_What you are asked to do_
The records below hold a stretch from the line with "sortie is underway" through the line with "be at least"; return exactly those lines, ends included, and nothing more.

_Data extracted from a collection_
┌──
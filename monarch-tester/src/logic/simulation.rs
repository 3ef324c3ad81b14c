use std::thread;
use std::time::Instant;

use log::{debug, info};
use monarch_game::{GameInstance, GameOver, GameSettings, SettlementType};
use serde::Serialize;

use super::pacing::Pacing;
use super::policy::GameplayStrategy;

/// How a run should be driven.
#[derive(Debug, Clone, Copy)]
pub struct RunConfig {
    pub settings: GameSettings,
    pub strategy: GameplayStrategy,
    /// Stop once this many days have fully elapsed.
    pub days: u32,
    pub pacing: Pacing,
    /// Sleep for the tick delay between ticks instead of running flat out.
    pub realtime: bool,
}

/// End-of-run snapshot used by every report format.
#[derive(Debug, Clone, Serialize, PartialEq)]
pub struct RunSummary {
    pub seed: u64,
    pub strategy: String,
    pub difficulty: String,
    pub map_difficulty: String,
    pub map_size: String,
    pub outcome: String,
    pub days_elapsed: u32,
    pub ticks: u64,
    pub map_nodes: usize,
    pub captured_nodes: usize,
    pub explored_nodes: usize,
    pub strongholds_remaining: usize,
    pub capital_level: u8,
    pub cities: usize,
    pub farms: usize,
    pub gold_mines: usize,
    pub walls: usize,
    pub kingdom_population: u32,
    pub purse: u32,
    pub danger: f64,
    pub ledger_consistent: bool,
    pub elapsed_ms: u128,
}

impl RunSummary {
    #[must_use]
    pub fn is_victory(&self) -> bool {
        self.outcome == "Victory"
    }
}

fn outcome_label(outcome: Option<GameOver>) -> &'static str {
    match outcome {
        Some(GameOver::Victory) => "Victory",
        Some(GameOver::Defeat) => "Defeat",
        None => "Ongoing",
    }
}

/// Play one seeded game under `config`, returning the finished instance.
pub fn play(config: &RunConfig, seed: u64) -> (GameInstance, u64) {
    let mut game = GameInstance::new(config.settings.with_seed(seed));
    let mut policy = config.strategy.create_policy(seed);
    let mut ticks = 0_u64;
    debug!(
        "{} starts seed {seed} at {} ticks per day",
        policy.name(),
        config.pacing.ticks_per_cycle()
    );

    while game.state().calendar.day <= config.days {
        policy.act(&mut game);
        let dt = config.pacing.tick_fraction(game.state().calendar.phase);
        ticks += 1;
        if let Err(over) = game.advance(dt) {
            info!("seed {seed}: {over} on day {}", game.state().calendar.day);
            break;
        }
        if config.realtime {
            thread::sleep(config.pacing.tick_delay);
        }
    }
    (game, ticks)
}

#[must_use]
pub fn summarize(
    config: &RunConfig,
    seed: u64,
    game: &GameInstance,
    ticks: u64,
    started: Instant,
) -> RunSummary {
    let state = game.state();
    let count = |kind: SettlementType| {
        state
            .settlements()
            .values()
            .filter(|settlement| settlement.settlement_type() == kind)
            .count()
    };
    RunSummary {
        seed,
        strategy: config.strategy.label().to_string(),
        difficulty: config.settings.difficulty.to_string(),
        map_difficulty: config.settings.map_difficulty.to_string(),
        map_size: config.settings.map_size.to_string(),
        outcome: outcome_label(game.outcome()).to_string(),
        days_elapsed: state.calendar.day.saturating_sub(1),
        ticks,
        map_nodes: state.map.len(),
        captured_nodes: state.captured_nodes().len(),
        explored_nodes: state.explored.len(),
        strongholds_remaining: state.strongholds.len(),
        capital_level: state.capital_level(),
        cities: count(SettlementType::City),
        farms: count(SettlementType::Farm),
        gold_mines: count(SettlementType::GoldMine),
        walls: state.walls.len(),
        kingdom_population: state.kingdom().total(),
        purse: state.ruler.gold,
        danger: state.danger,
        ledger_consistent: state.is_consistent(),
        elapsed_ms: started.elapsed().as_millis(),
    }
}

/// Play and summarize every seed in turn.
#[must_use]
pub fn run_seeds(config: &RunConfig, seeds: &[u64]) -> Vec<(RunSummary, GameInstance)> {
    seeds
        .iter()
        .map(|&seed| {
            let started = Instant::now();
            let (game, ticks) = play(config, seed);
            (summarize(config, seed, &game, ticks, started), game)
        })
        .collect()
}
//! Error types for the simulation core.

use serde::{Deserialize, Serialize};
use thiserror::Error;

use crate::map::NodeId;
use crate::population::SubjectType;

/// Terminal outcome of a game, returned from `advance` as the error arm.
#[derive(Debug, Clone, Copy, PartialEq, Eq, Hash, Error, Serialize, Deserialize)]
pub enum GameOver {
    #[error("victory: every stronghold has fallen")]
    Victory,
    #[error("defeat: the capital has been overrun")]
    Defeat,
}

impl GameOver {
    #[must_use]
    pub const fn is_victory(self) -> bool {
        matches!(self, Self::Victory)
    }
}

/// Why a command was declined. A declined command never changes state.
#[derive(Debug, Clone, PartialEq, Eq, Error)]
pub enum CommandError {
    #[error("the game is already over")]
    GameFinished,
    #[error("only possible during the day")]
    NotDaytime,
    #[error("the ruler is travelling")]
    RulerInTransit,
    #[error("the ruler is not at {0}")]
    RulerNotPresent(NodeId),
    #[error("{0} does not exist")]
    UnknownNode(NodeId),
    #[error("{0} is not captured")]
    NotCaptured(NodeId),
    #[error("{0} is already captured")]
    AlreadyCaptured(NodeId),
    #[error("{0} is held by a stronghold")]
    StrongholdPresent(NodeId),
    #[error("{0} has no captured neighbor that can support a capture today")]
    NoSupportingNeighbor(NodeId),
    #[error("not enough gold: need {needed}, have {available}")]
    CannotAfford { needed: u32, available: u32 },
    #[error("{0} already has a settlement")]
    SettlementExists(NodeId),
    #[error("{0} has no settlement")]
    NoSettlement(NodeId),
    #[error("{0} already has a wall")]
    WallExists(NodeId),
    #[error("{0} has no wall")]
    NoWall(NodeId),
    #[error("construction at {0} is not finished")]
    UnderConstruction(NodeId),
    #[error("nothing is being upgraded at {0}")]
    NotUpgrading(NodeId),
    #[error("already at the maximum level")]
    MaxLevel,
    #[error("requires a capital at level {required}")]
    LockedByCapitalLevel { required: u8 },
    #[error("another city is within {0} hops")]
    TooCloseToCity(u32),
    #[error("{0} has no arable land")]
    NotArable(NodeId),
    #[error("{0} has no gold vein")]
    NoGoldVein(NodeId),
    #[error("{0} cannot be equipped here")]
    EquipmentNotSold(SubjectType),
    #[error("no idle subject available to equip")]
    NoIdleSubject,
    #[error("no {0} available")]
    NoSubject(SubjectType),
    #[error("the retinue is full")]
    RetinueFull,
    #[error("the purse is full")]
    PurseFull,
    #[error("this settlement does not accept deposits")]
    DepositsNotAccepted,
    #[error("nothing to transfer")]
    NothingToTransfer,
    #[error("{0} is not a frontier node")]
    NotFrontier(NodeId),
    #[error("a sortie is already underway from {0}")]
    SortieExists(NodeId),
    #[error("no sortie is underway from {0}")]
    NoSortie(NodeId),
    #[error("no explored stronghold is reachable from {0}")]
    NoReachableStronghold(NodeId),
    #[error("no soldiers are available for a sortie")]
    NoSoldiers,
    #[error("there is no special retinue")]
    NoSpecialRetinue,
    #[error("a special retinue is already in the field")]
    SpecialRetinueExists,
}

/// Errors raised when generator tuning invariants are violated.
#[derive(Debug, Error, PartialEq)]
pub enum MapGenConfigError {
    #[error("{field} must be a probability in [0, 1] (got {value:.3})")]
    Probability { field: &'static str, value: f64 },
    #[error("{field} range is inverted (min {min} > max {max})")]
    InvertedRange {
        field: &'static str,
        min: f64,
        max: f64,
    },
    #[error("{field} must be at least {min} (got {value})")]
    MinViolation {
        field: &'static str,
        min: u32,
        value: u32,
    },
    #[error("mapgen tuning could not be parsed: {0}")]
    Parse(String),
}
└──
_Finished task_
    #[error("no sortie is underway from {0}")]
    NoSortie(NodeId),
    #[error("no explored stronghold is reachable from {0}")]
    NoReachableStronghold(NodeId),
    #[error("no soldiers are available for a sortie")]
    NoSoldiers,
    #[error("there is no special retinue")]
    NoSpecialRetinue,
    #[error("a special retinue is already in the field")]
    SpecialRetinueExists,
}

/// Errors raised when generator tuning invariants are violated.
#[derive(Debug, Error, PartialEq)]
pub enum MapGenConfigError {
    #[error("{field} must be a probability in [0, 1] (got {value:.3})")]
    Probability { field: &'static str, value: f64 },
    #[error("{field} range is inverted (min {min} > max {max})")]
    InvertedRange {
        field: &'static str,
        min: f64,
        max: f64,
    },
    #[error("{field} must be at least {min} (got {value})")]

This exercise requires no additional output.